Black folks have been and are on the receiving end of many institutional oppressions that keep them excluded from accessing higher education. People with those SSNs or gene patterns you mention are not discriminated against on the basis of those numbers or gene patterns and have no need for a program like affirmative action. The fact is that is that racism, sexism, ableism, etc. are alive and well and are perpetuated by US society in many respects, and we as a society need policies that will work to change this and provide a opportunities that are available and accessible to the oppressed.
You didn't read what I wrote. Group A is defined by an OR clause - some people in group A have SSN % 104 == 7, others are disadvantaged but don't have SSN % 104 == 7.

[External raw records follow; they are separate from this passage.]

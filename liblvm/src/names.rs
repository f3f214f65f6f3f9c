// SPDX-License-Identifier: GPL-3.0-only

//! Name and tag validation
//!
//! Mirrors the checks the LVM tools apply, so that malformed input is
//! rejected with a precise error kind before anything reaches the library.

use crate::error::{ErrorKind, LvmError, Operation, Result};

/// Longest volume group or logical volume name LVM accepts
pub const MAX_NAME_LEN: usize = 127;

/// Longest tag LVM accepts
pub const MAX_TAG_LEN: usize = 1024;

const RESERVED_LV_PREFIXES: &[&str] = &["snapshot", "pvmove"];

const RESERVED_LV_SUFFIXES: &[&str] = &[
    "_cdata", "_cmeta", "_corig", "_mlog", "_mimage", "_pmspare", "_rimage", "_rmeta", "_tdata",
    "_tmeta", "_vorigin", "_vdata",
];

fn name_error(operation: Operation, name: &str, detail: impl Into<String>) -> LvmError {
    LvmError::binding(ErrorKind::InvalidName, operation, name, detail)
}

fn check_common_name(operation: Operation, name: &str) -> Result<()> {
    if name.is_empty() {
        return Err(name_error(operation, name, "name is empty"));
    }
    if name.len() > MAX_NAME_LEN {
        return Err(name_error(
            operation,
            name,
            format!("name is longer than {MAX_NAME_LEN} characters"),
        ));
    }
    if name == "." || name == ".." {
        return Err(name_error(operation, name, "name is reserved"));
    }
    if name.starts_with('-') {
        return Err(name_error(operation, name, "name must not start with '-'"));
    }
    if let Some(bad) = name
        .chars()
        .find(|c| !(c.is_ascii_alphanumeric() || matches!(c, '.' | '_' | '-' | '+')))
    {
        return Err(name_error(
            operation,
            name,
            format!("character {bad:?} is not allowed"),
        ));
    }
    Ok(())
}

/// Validate a volume group name
pub fn validate_vg_name(operation: Operation, name: &str) -> Result<()> {
    check_common_name(operation, name)
}

/// Validate a logical volume name, including LVM's reserved names
pub fn validate_lv_name(operation: Operation, name: &str) -> Result<()> {
    check_common_name(operation, name)?;

    if let Some(prefix) = RESERVED_LV_PREFIXES
        .iter()
        .find(|prefix| name.starts_with(*prefix))
    {
        return Err(name_error(
            operation,
            name,
            format!("names starting with '{prefix}' are reserved"),
        ));
    }
    if let Some(suffix) = RESERVED_LV_SUFFIXES
        .iter()
        .find(|suffix| name.contains(*suffix))
    {
        return Err(name_error(
            operation,
            name,
            format!("names containing '{suffix}' are reserved"),
        ));
    }
    Ok(())
}

/// Validate a device path handed to extend/reduce/lookup calls
pub fn validate_device(operation: Operation, device: &str) -> Result<()> {
    if device.is_empty() || device.contains('\0') {
        return Err(name_error(operation, device, "device path is empty or contains NUL"));
    }
    Ok(())
}

/// Validate a tag against LVM's allowed character set
pub fn validate_tag(operation: Operation, tag: &str) -> Result<()> {
    let fail = |detail: String| LvmError::binding(ErrorKind::InvalidTag, operation, tag, detail);

    if tag.is_empty() {
        return Err(fail("tag is empty".to_string()));
    }
    if tag.len() > MAX_TAG_LEN {
        return Err(fail(format!("tag is longer than {MAX_TAG_LEN} characters")));
    }
    if let Some(bad) = tag.chars().find(|c| {
        !(c.is_ascii_alphanumeric()
            || matches!(c, '.' | '_' | '-' | '+' | '/' | '=' | '!' | ':' | '&' | '#'))
    }) {
        return Err(fail(format!("character {bad:?} is not allowed")));
    }
    Ok(())
}

#[cfg(test)]
mod tests {
    use super::*;

    #[test]
    fn accepts_regular_names() {
        assert!(validate_vg_name(Operation::VgOpen, "myvg").is_ok());
        assert!(validate_lv_name(Operation::CreateLvLinear, "lv_foobar").is_ok());
        assert!(validate_lv_name(Operation::CreateLvLinear, "data.01+x").is_ok());
    }

    #[test]
    fn rejects_malformed_names() {
        for name in ["", ".", "..", "-lv", "lv/0", "lv 0", "lv\0"] {
            let err = validate_lv_name(Operation::CreateLvLinear, name).unwrap_err();
            assert_eq!(err.kind(), ErrorKind::InvalidName, "{name:?}");
        }
        let long = "a".repeat(MAX_NAME_LEN + 1);
        assert!(validate_vg_name(Operation::VgOpen, &long).is_err());
    }

    #[test]
    fn rejects_reserved_lv_names() {
        assert!(validate_lv_name(Operation::CreateLvLinear, "snapshot0").is_err());
        assert!(validate_lv_name(Operation::CreateLvLinear, "pvmove1").is_err());
        assert!(validate_lv_name(Operation::CreateLvLinear, "data_rimage_0").is_err());
        // Only logical volumes carry these restrictions
        assert!(validate_vg_name(Operation::VgCreate, "snapshot0").is_ok());
    }

    #[test]
    fn tags_use_the_extended_character_set() {
        assert!(validate_tag(Operation::LvAddTag, "my_fance_tag").is_ok());
        assert!(validate_tag(Operation::LvAddTag, "owner=ops/team:a&b#1!").is_ok());

        let err = validate_tag(Operation::LvAddTag, "has space").unwrap_err();
        assert_eq!(err.kind(), ErrorKind::InvalidTag);
        assert!(validate_tag(Operation::VgAddTag, "").is_err());
        assert!(validate_tag(Operation::VgAddTag, "@home").is_err());
    }
}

Statistically, group A has been and is on the receiving end of many institutional oppressions that keep them excluded from accessing higher education. We can tweak the definition of A a bit if it makes the analogy easier:
Group A = people who are either victims of racism directly OR people with SSN % 104 == 7.
Some members of group A have suffered racism, others have not. Just like group B. Both groups are statistically more likely to be racism victims, but plenty of people in those groups have not suffered racism in any significant way.
How do you distinguish between group A and group B? None of the criteria you have stated here actually differentiate between them.
I'm not sure you understand how institutional and systemic racism works, but that kind of racism affects all people of color. That some individuals receive worse treatment than others in such systems doesn't mean that the lesser affected individuals aren't affected by that racism, nor does it mean that if you have other privileges (say, class) you are protected from the effects of those systems.
When it comes to implementing policies to address that, you look at who the systemic problems are affecting and you make choices to help address those effects. I'm sure some people with some arbitrary SSN are a person who is affected by institutional oppressions, but people are not targeted for inclusions in those systems based on SSN, so that's not a metric worth targeting when implementing policies (although if it can be demonstrated that there is a significant link between SSN and institutional racism, that's another story).
Things like racism (and other related -isms like sexism and to a lesser extent, ageism) are considered bad because they can be, and typically are, exercised against people based on largely uncontrollable aspects of their outward appearance. Everyone subconsciously creates associations between appearance, race, and social status throughout their entire lives, whether they realize it or not, and then makes judgments about new people they meet in light of those associations. Those judgments based on outward appearance are part of an initial impression then taint other subsequent judgments (and actions), such those as about a person's character or intelligence. Also, people learn that it's socially acceptable and generally expected to treat (say) a black person is with less respect than (say) a white person. And entrenched ideas about what people's social status ought to be cause a feedback loop that tends to impose these ideas on subsequent generations.
There are lots of other external properties that people are generally prejudiced for or against, such as weight/height/build, (dis)ability, posture, voice/speech properties, dress sense, and so on; but these (a) are considered to be more under an individual's control, (b) aren't inherited, and (c) historically haven't caused anywhere near as many social problems as racism in the US. No doubt people who are discriminated against based on their voice (say) don't like it, but it's not considered to be a systematic, self-reinforcing, widely-observed, entrenched social problem.
A hypothetical prejudice against "SSN % 104 == 7", where the property is not even outwardly observable (so can't genreally taint initial impressions), nor subject to this ongoing reinforcement, nor passed down through generations (neither the prejudiced property, nor the prejudice itself), is completely different from race, even moreso than the other examples.
There are many statistically disadvantaged subsets of humanity. For example:
Group A = disadvantaged OR ssn % 104 == 7
If you object to SSN, choose A = disadvantaged OR last 4 genes = GATTACA.
Group B = black
You seem to assign a lot of moral weight to group B but none to group A. Why?
This is the question you've been ducking for the entirety of this conversation.